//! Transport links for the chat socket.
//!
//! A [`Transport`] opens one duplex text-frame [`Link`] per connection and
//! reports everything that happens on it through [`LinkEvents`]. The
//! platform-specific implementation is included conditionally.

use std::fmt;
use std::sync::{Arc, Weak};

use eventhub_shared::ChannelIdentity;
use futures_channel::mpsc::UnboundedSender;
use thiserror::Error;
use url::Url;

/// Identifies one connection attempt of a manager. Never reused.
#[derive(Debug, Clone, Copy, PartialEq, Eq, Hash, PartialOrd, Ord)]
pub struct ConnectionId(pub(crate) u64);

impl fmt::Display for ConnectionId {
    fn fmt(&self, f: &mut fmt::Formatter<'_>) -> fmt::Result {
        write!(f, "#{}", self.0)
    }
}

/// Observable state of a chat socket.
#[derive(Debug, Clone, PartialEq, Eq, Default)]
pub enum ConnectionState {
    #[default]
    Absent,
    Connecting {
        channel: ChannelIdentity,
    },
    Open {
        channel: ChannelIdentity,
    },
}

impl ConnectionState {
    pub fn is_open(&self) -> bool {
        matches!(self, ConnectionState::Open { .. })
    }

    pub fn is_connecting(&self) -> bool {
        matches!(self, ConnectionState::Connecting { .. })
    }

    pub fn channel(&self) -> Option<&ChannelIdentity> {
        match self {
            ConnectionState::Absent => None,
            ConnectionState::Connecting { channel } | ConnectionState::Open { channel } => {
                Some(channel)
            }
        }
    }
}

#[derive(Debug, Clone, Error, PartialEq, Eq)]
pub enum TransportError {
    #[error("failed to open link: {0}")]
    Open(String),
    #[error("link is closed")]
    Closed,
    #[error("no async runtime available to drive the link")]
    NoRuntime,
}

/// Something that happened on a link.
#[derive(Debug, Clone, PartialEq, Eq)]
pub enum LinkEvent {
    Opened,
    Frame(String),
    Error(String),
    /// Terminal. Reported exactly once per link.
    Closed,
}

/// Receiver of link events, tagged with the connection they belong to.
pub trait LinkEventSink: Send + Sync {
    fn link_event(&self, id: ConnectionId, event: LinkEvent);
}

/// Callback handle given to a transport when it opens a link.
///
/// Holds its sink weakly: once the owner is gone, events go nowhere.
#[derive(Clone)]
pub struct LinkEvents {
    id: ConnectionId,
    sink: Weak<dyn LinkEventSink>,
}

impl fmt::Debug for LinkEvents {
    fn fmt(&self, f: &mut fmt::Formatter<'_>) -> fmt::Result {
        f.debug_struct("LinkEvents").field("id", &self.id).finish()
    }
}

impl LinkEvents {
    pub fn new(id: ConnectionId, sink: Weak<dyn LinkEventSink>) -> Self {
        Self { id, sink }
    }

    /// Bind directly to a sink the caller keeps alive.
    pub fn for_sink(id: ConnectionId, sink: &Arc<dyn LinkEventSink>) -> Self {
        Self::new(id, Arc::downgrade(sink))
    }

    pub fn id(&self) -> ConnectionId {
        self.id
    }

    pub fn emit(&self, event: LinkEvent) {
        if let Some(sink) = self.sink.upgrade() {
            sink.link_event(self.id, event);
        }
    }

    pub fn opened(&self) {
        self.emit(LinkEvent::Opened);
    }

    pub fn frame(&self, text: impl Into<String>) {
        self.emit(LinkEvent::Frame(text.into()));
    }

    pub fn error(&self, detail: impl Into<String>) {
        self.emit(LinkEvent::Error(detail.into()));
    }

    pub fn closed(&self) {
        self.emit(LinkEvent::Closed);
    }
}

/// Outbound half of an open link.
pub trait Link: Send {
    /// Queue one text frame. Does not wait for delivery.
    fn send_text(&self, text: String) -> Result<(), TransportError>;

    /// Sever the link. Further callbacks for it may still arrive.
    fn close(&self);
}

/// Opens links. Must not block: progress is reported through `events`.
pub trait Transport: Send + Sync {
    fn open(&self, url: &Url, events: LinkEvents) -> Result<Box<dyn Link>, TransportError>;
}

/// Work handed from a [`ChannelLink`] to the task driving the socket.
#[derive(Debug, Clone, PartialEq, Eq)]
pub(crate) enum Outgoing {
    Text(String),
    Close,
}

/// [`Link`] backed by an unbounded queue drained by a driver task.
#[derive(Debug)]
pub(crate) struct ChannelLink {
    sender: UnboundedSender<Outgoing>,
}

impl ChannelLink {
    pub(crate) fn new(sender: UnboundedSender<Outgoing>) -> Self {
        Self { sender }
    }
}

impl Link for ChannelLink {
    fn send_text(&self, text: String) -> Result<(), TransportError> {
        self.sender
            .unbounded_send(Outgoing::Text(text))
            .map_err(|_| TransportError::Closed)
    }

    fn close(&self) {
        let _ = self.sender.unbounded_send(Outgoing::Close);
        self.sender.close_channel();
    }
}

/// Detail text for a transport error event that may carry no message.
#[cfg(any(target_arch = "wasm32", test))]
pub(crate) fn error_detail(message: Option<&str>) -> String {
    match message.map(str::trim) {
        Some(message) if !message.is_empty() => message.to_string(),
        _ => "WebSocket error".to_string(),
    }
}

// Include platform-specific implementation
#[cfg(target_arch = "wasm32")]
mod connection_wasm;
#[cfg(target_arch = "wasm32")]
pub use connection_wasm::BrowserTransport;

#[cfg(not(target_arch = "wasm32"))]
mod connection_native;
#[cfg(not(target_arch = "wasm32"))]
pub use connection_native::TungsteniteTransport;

* * *

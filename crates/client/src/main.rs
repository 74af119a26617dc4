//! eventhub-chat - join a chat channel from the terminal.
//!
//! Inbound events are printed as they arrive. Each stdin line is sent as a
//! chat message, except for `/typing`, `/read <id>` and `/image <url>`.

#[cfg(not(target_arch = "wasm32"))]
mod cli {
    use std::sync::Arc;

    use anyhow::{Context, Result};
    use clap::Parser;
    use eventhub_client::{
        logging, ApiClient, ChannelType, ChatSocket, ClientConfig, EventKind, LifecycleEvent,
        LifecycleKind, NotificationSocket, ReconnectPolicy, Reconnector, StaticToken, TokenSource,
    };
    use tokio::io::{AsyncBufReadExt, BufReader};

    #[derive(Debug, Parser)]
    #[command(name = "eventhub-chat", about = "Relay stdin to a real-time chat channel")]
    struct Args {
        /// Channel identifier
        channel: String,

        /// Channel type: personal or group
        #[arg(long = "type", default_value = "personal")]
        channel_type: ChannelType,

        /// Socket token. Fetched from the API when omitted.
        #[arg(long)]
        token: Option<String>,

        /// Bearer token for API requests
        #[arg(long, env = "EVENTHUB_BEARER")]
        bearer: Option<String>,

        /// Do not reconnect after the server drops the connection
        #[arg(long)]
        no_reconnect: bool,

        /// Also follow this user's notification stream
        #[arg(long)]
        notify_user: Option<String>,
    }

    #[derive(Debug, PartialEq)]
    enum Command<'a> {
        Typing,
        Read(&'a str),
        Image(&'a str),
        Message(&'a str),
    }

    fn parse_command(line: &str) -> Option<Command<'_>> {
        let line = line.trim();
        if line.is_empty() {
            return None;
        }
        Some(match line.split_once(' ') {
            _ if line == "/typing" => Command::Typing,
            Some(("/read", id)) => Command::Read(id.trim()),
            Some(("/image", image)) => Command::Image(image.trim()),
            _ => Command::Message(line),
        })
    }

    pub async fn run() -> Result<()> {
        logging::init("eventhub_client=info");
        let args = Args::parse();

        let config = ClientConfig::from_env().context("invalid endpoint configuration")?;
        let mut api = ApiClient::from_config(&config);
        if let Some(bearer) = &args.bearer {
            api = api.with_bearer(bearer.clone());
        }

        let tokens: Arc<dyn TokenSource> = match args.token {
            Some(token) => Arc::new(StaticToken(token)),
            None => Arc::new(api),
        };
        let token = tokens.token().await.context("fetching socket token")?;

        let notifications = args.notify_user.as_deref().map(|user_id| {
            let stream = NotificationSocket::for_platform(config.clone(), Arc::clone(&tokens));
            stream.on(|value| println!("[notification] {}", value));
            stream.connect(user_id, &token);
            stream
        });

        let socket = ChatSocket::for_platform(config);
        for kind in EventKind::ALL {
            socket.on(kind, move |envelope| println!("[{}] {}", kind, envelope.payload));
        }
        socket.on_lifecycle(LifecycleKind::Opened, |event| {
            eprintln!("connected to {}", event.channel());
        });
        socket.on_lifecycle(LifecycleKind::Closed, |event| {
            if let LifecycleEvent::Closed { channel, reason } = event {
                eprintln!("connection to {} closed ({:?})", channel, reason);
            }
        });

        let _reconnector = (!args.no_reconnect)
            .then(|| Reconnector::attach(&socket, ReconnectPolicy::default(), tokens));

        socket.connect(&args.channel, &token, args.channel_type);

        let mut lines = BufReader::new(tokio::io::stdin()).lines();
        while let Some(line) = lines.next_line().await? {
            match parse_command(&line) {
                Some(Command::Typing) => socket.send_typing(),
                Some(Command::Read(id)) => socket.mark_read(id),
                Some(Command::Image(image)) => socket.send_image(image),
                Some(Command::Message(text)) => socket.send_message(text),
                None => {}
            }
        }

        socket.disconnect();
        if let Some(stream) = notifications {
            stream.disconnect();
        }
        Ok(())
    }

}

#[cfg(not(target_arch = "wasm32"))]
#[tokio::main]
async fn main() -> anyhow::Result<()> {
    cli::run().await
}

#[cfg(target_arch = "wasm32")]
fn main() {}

==

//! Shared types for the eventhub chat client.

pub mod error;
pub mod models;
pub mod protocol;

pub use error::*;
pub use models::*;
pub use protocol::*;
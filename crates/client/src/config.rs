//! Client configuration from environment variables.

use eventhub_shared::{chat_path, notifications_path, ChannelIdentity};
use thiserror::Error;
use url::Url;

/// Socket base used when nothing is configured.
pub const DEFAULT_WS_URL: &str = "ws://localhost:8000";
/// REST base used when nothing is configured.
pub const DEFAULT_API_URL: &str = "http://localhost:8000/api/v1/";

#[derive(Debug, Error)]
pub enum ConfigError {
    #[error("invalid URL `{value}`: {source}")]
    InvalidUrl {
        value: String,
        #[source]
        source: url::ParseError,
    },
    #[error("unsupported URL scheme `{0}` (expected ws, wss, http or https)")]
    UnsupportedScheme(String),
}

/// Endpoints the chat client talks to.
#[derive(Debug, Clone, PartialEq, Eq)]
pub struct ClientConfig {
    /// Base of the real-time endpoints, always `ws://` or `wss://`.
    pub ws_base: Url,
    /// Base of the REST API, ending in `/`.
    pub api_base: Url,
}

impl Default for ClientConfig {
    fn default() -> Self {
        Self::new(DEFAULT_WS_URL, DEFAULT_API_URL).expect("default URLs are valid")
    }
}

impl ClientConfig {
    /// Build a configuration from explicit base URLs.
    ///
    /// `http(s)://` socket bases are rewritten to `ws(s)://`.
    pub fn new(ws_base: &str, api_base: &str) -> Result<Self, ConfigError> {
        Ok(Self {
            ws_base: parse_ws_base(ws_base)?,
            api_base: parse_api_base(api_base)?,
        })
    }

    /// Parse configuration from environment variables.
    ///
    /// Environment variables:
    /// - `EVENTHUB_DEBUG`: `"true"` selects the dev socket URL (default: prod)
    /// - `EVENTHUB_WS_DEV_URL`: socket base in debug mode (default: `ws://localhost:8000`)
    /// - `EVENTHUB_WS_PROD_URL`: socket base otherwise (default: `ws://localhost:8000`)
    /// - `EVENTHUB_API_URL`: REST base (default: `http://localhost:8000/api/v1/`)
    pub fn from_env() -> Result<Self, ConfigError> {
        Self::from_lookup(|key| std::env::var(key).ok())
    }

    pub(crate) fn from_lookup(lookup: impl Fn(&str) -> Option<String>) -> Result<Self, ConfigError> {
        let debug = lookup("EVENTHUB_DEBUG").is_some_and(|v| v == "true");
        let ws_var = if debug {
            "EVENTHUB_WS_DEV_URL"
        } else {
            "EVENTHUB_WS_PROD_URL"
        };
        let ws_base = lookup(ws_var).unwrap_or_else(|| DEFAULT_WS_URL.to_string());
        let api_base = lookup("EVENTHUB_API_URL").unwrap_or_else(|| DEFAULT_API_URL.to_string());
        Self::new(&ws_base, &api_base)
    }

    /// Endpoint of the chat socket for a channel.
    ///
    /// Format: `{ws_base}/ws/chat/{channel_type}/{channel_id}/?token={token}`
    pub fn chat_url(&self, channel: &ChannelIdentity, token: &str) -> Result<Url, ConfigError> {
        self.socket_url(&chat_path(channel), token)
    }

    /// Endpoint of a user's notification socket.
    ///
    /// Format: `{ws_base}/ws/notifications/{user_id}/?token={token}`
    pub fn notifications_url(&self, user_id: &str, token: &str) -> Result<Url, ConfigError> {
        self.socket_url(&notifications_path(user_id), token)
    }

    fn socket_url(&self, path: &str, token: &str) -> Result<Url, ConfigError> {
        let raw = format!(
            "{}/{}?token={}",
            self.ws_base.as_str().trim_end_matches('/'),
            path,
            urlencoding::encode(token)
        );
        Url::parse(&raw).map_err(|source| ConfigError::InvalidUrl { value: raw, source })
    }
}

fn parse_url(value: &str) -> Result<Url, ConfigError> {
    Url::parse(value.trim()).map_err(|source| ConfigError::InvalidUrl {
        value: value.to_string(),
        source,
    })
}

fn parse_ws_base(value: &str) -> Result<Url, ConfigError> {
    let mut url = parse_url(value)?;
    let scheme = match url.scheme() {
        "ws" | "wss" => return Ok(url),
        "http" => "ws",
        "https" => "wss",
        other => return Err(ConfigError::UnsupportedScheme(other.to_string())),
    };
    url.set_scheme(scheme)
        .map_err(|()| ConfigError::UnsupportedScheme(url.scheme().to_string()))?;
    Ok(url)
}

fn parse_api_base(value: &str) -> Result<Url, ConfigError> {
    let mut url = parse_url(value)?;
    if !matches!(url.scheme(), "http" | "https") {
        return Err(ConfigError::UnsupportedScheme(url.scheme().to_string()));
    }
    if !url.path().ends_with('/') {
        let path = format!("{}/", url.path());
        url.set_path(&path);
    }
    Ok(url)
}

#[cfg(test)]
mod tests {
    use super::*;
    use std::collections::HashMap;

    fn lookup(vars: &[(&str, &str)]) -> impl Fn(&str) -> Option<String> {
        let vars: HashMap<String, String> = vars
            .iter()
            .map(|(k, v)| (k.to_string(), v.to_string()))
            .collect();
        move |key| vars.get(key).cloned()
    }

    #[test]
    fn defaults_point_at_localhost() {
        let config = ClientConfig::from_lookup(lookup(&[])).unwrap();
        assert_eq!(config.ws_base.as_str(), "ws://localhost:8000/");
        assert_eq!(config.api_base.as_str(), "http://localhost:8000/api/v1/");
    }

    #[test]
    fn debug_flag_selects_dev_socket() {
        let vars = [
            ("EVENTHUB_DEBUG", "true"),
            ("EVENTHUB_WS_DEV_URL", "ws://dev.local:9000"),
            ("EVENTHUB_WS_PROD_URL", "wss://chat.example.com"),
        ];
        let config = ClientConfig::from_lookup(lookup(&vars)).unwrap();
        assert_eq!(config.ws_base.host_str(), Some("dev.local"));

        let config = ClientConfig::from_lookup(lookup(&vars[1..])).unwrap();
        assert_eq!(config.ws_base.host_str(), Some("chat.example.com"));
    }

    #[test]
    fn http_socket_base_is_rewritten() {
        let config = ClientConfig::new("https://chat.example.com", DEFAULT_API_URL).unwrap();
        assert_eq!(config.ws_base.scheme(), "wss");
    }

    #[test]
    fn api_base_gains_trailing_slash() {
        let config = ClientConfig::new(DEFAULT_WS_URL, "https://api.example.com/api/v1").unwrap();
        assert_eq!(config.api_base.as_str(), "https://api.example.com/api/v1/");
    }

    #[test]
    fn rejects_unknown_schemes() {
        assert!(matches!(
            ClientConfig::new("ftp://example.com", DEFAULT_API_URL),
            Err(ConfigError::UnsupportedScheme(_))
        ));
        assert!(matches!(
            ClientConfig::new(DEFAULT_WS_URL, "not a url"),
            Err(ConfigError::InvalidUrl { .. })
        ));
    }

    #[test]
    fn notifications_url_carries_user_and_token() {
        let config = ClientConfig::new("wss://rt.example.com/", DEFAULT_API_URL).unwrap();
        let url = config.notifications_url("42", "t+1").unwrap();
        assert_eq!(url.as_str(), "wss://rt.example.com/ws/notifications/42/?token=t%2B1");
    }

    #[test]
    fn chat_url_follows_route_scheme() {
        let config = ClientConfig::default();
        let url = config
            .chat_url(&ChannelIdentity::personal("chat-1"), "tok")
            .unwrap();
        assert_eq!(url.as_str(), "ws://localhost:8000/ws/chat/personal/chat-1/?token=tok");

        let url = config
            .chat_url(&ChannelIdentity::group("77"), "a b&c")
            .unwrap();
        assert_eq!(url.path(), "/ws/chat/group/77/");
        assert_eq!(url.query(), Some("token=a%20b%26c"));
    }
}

#### Task item:
Using the data above, reproduce exactly the lines from the line that contains "if let Some(sink)" through the line that contains "Some(message) if !message.is_empty()", including both.

#### Exercise response:
        if let Some(sink) = self.sink.upgrade() {
            sink.link_event(self.id, event);
        }
    }

    pub fn opened(&self) {
        self.emit(LinkEvent::Opened);
    }

    pub fn frame(&self, text: impl Into<String>) {
        self.emit(LinkEvent::Frame(text.into()));
    }

    pub fn error(&self, detail: impl Into<String>) {
        self.emit(LinkEvent::Error(detail.into()));
    }

    pub fn closed(&self) {
        self.emit(LinkEvent::Closed);
    }
}

/// Outbound half of an open link.
pub trait Link: Send {
    /// Queue one text frame. Does not wait for delivery.
    fn send_text(&self, text: String) -> Result<(), TransportError>;

    /// Sever the link. Further callbacks for it may still arrive.
    fn close(&self);
}

/// Opens links. Must not block: progress is reported through `events`.
pub trait Transport: Send + Sync {
    fn open(&self, url: &Url, events: LinkEvents) -> Result<Box<dyn Link>, TransportError>;
}

/// Work handed from a [`ChannelLink`] to the task driving the socket.
#[derive(Debug, Clone, PartialEq, Eq)]
pub(crate) enum Outgoing {
    Text(String),
    Close,
}

/// [`Link`] backed by an unbounded queue drained by a driver task.
#[derive(Debug)]
pub(crate) struct ChannelLink {
    sender: UnboundedSender<Outgoing>,
}

impl ChannelLink {
    pub(crate) fn new(sender: UnboundedSender<Outgoing>) -> Self {
        Self { sender }
    }
}

impl Link for ChannelLink {
    fn send_text(&self, text: String) -> Result<(), TransportError> {
        self.sender
            .unbounded_send(Outgoing::Text(text))
            .map_err(|_| TransportError::Closed)
    }

    fn close(&self) {
        let _ = self.sender.unbounded_send(Outgoing::Close);
        self.sender.close_channel();
    }
}

/// Detail text for a transport error event that may carry no message.
#[cfg(any(target_arch = "wasm32", test))]
pub(crate) fn error_detail(message: Option<&str>) -> String {
    match message.map(str::trim) {
        Some(message) if !message.is_empty() => message.to_string(),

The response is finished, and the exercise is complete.